Заслуга эта величава. Еще бы: нельзя о «русском человеке» упомянуть, не припомнив Обломова, не приняв Обломова во. внимание, не поставив около него вопроса, восклицания или длинного размышления. Таким образом, та «русская суть», которая называется русскою душою, русскою стихиею, — и которая во всяком случае есть крупный кусок нашей планеты и большое место всемирной культуры, — эта душа или стихия получила под пером Гончарова одно из величайших осознаний себя, обрисований себя, истолкований себя, размышлений о себе. «Гончаров» и «русский», как «Крылов» и «русские», — это что-то неразъединимое, неразделимое. «Вот наш ум», «вот наш характер», «вот резюме русской истории».

Кем-то в истории критики, — кажется, Михайловским, — было замечено, что все, что писал Гончаров, было крупно, т. е. многозначительно. Что мелких вещей, мелких заметок и «штрихов» он не писал вовсе. Это справедливо и выражает вообще монолитность его природы, важность, тягучесть и горизонтность его мысли. Мы все, погруженные в «партии», горизонтов России не видим. Мы спорим, кричим и «раздираемся на части», подробностями ее, частностями. Гончаров мог бы всем нам сказать: «Глупости. — Вот что важно».

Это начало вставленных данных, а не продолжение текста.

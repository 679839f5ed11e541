// UI resources for MCP Apps Extension (SEP-1865)
//
// This module implements support for interactive user interfaces in MCP.
// UI resources are pre-declared templates that can be associated with tools
// to provide rich, interactive experiences in MCP hosts.

#[cfg(feature = "schema-generation")]
use schemars::JsonSchema;
use serde::{Deserialize, Serialize};
use std::collections::HashMap;

/// UI Resource declaration
///
/// UI resources are pre-declared interface templates that can be rendered by MCP hosts.
/// They use the `ui://` URI scheme and are typically associated with tools via metadata.
///
/// # Example
///
/// ```rust
/// use pmcp::types::ui::UIResource;
///
/// let resource = UIResource {
///     uri: "ui://settings/form".to_string(),
///     name: "Settings Form".to_string(),
///     description: Some("Configure application settings".to_string()),
///     mime_type: "text/html+mcp".to_string(),
/// };
/// ```
#[derive(Debug, Clone, Serialize, Deserialize, PartialEq, Eq)]
#[cfg_attr(feature = "schema-generation", derive(JsonSchema))]
#[serde(rename_all = "camelCase")]
pub struct UIResource {
    /// URI with `ui://` scheme
    ///
    /// Must start with "ui://" followed by a path-like identifier.
    /// Example: <ui://charts/bar-chart>
    pub uri: String,

    /// Human-readable name for the UI resource
    pub name: String,

    /// Optional description of what this UI resource provides
    #[serde(skip_serializing_if = "Option::is_none")]
    pub description: Option<String>,

    /// MIME type of the UI resource
    ///
    /// Currently supported: "text/html+mcp"
    /// Future: "application/wasm+mcp", "application/x-remote-dom+mcp"
    pub mime_type: String,
}

impl UIResource {
    /// Create a new UI resource
    pub fn new(uri: impl Into<String>, name: impl Into<String>, mime_type: UIMimeType) -> Self {
        Self {
            uri: uri.into(),
            name: name.into(),
            description: None,
            mime_type: mime_type.as_str().to_string(),
        }
    }

    /// Create a new HTML UI resource with MCP mime type.
    ///
    /// # Example
    ///
    /// ```rust
    /// use pmcp::types::ui::UIResource;
    ///
    /// let resource = UIResource::html_mcp(
    ///     "ui://settings/form",
    ///     "Settings Form",
    /// );
    /// ```
    pub fn html_mcp(uri: impl Into<String>, name: impl Into<String>) -> Self {
        Self::new(uri, name, UIMimeType::HtmlMcp)
    }

    /// Create a new HTML UI resource with `ChatGPT` Skybridge mime type.
    ///
    /// # Example
    ///
    /// ```rust
    /// use pmcp::types::ui::UIResource;
    ///
    /// let resource = UIResource::html_skybridge(
    ///     "ui://chess/board",
    ///     "Chess Board",
    /// );
    /// ```
    pub fn html_skybridge(uri: impl Into<String>, name: impl Into<String>) -> Self {
        Self::new(uri, name, UIMimeType::HtmlSkybridge)
    }

    /// Set the description
    pub fn with_description(mut self, description: impl Into<String>) -> Self {
        self.description = Some(description.into());
        self
    }

    /// Validate that the URI starts with "ui://"
    pub fn validate_uri(&self) -> crate::Result<()> {
        if !self.uri.starts_with("ui://") {
            return Err(crate::Error::validation(format!(
                "UI resource URI must start with 'ui://', got: {}",
                self.uri
            )));
        }
        Ok(())
    }
}

/// Supported MIME types for UI resources
#[derive(Debug, Clone, Copy, PartialEq, Eq, Hash)]
pub enum UIMimeType {
    /// HTML with MCP postMessage support (`text/html+mcp`)
    ///
    /// The UI is rendered in a sandboxed iframe and communicates with the host
    /// via MCP JSON-RPC over postMessage. Used by standard MCP Apps (SEP-1865).
    HtmlMcp,

    /// HTML with `ChatGPT` Skybridge support (`text/html+skybridge`)
    ///
    /// `ChatGPT` injects the `window.openai` API for widget communication.
    /// Used exclusively by `ChatGPT` Apps (`OpenAI` Apps SDK).
    HtmlSkybridge,
    // Future MIME types (commented out for Phase 1):
    // /// WebAssembly with MCP support (`application/wasm+mcp`)
    // WasmMcp,
    //
    // /// Remote DOM with MCP support (`application/x-remote-dom+mcp`)
    // RemoteDomMcp,
}

impl UIMimeType {
    /// Get the MIME type string
    pub fn as_str(&self) -> &'static str {
        match self {
            Self::HtmlMcp => "text/html+mcp",
            Self::HtmlSkybridge => "text/html+skybridge",
        }
    }

    /// Check if this is a `ChatGPT` Apps MIME type
    pub fn is_chatgpt(&self) -> bool {
        matches!(self, Self::HtmlSkybridge)
    }

    /// Check if this is a standard MCP Apps MIME type
    pub fn is_mcp_apps(&self) -> bool {
        matches!(self, Self::HtmlMcp)
    }
}

impl std::fmt::Display for UIMimeType {
    fn fmt(&self, f: &mut std::fmt::Formatter<'_>) -> std::fmt::Result {
        write!(f, "{}", self.as_str())
    }
}

impl std::str::FromStr for UIMimeType {
    type Err = String;

    fn from_str(s: &str) -> Result<Self, Self::Err> {
        match s {
            "text/html+mcp" => Ok(Self::HtmlMcp),
            "text/html+skybridge" => Ok(Self::HtmlSkybridge),
            _ => Err(format!("Unknown UI MIME type: {}", s)),
        }
    }
}

/// UI Resource contents for delivery to the host
///
/// This represents the actual content of a UI resource that can be rendered.
/// For HTML resources, the content is provided in the `text` field.
#[derive(Debug, Clone, Serialize, Deserialize)]
#[cfg_attr(feature = "schema-generation", derive(JsonSchema))]
#[serde(rename_all = "camelCase")]
pub struct UIResourceContents {
    /// The resource URI
    pub uri: String,

    /// MIME type of the content
    pub mime_type: String,

    /// Text content (for text/html+mcp)
    #[serde(skip_serializing_if = "Option::is_none")]
    pub text: Option<String>,

    /// Binary content as base64 (for future WASM support)
    #[serde(skip_serializing_if = "Option::is_none")]
    pub blob: Option<String>,
}

impl UIResourceContents {
    /// Create new HTML contents
    pub fn html(uri: impl Into<String>, html: impl Into<String>) -> Self {
        Self {
            uri: uri.into(),
            mime_type: UIMimeType::HtmlMcp.as_str().to_string(),
            text: Some(html.into()),
            blob: None,
        }
    }
}

/// Tool metadata for UI resource association
///
/// This extends the tool's `_meta` field to reference a UI resource.
/// The metadata is optional and backward compatible.
///
/// # Example
///
/// ```rust
/// use pmcp::types::ui::ToolUIMetadata;
/// use std::collections::HashMap;
/// use serde_json::Value;
///
/// let mut meta = HashMap::new();
/// meta.insert("ui/resourceUri".to_string(), Value::String("ui://settings/form".to_string()));
///
/// let ui_meta = ToolUIMetadata::from_metadata(&meta);
/// assert_eq!(ui_meta.ui_resource_uri, Some("ui://settings/form".to_string()));
/// ```
#[derive(Debug, Clone, Serialize, Deserialize, Default)]
pub struct ToolUIMetadata {
    /// UI resource URI (corresponds to `_meta["ui/resourceUri"]`)
    #[serde(rename = "ui/resourceUri", skip_serializing_if = "Option::is_none")]
    pub ui_resource_uri: Option<String>,

    /// Additional metadata fields
    #[serde(flatten)]
    pub additional: HashMap<String, serde_json::Value>,
}

impl ToolUIMetadata {
    /// Create new tool UI metadata
    pub fn new() -> Self {
        Self::default()
    }

    /// Set the UI resource URI
    pub fn with_ui_resource(mut self, uri: impl Into<String>) -> Self {
        self.ui_resource_uri = Some(uri.into());
        self
    }

    /// Extract from a metadata `HashMap`
    pub fn from_metadata(metadata: &HashMap<String, serde_json::Value>) -> Self {
        let ui_resource_uri = metadata
            .get("ui/resourceUri")
            .and_then(|v| v.as_str())
            .map(|s| s.to_string());

        let mut additional = metadata.clone();
        additional.remove("ui/resourceUri");

        Self {
            ui_resource_uri,
            additional,
        }
    }

    /// Convert to metadata `HashMap`
    pub fn to_metadata(&self) -> HashMap<String, serde_json::Value> {
        let mut map = self.additional.clone();
        if let Some(uri) = &self.ui_resource_uri {
            map.insert(
                "ui/resourceUri".to_string(),
                serde_json::Value::String(uri.clone()),
            );
        }
        map
    }
}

Его статья о Белинском («Мильон терзаний») — как важна, и хотя бы Флексер и Айхенвальд, в «разделывании русских критиков», оглянулись на нее. Но Гончаров видел и чувствовал в Белинском «нашего критика», «своего русского человека и деятеля печати», до некоторой степени «основателя русского чтения, настоящего читанья русскими людьми книг», — и эта заслуга для 1/5 части земной суши до того перевешивает вопрос, читал ли Белинский в подлиннике Фихте и Гегеля, что нужно быть совершенно не русским человеком, чтобы не понять этого. До высоты и образования Айхенвальда и Флексера Белинский, конечно, не дорос, но он все-таки «кое-что» для нас. Статью Гончарова о Белинском следовало бы прочитать обоим нашим критикам-инородцам прежде, чем печатать свои неосторожности.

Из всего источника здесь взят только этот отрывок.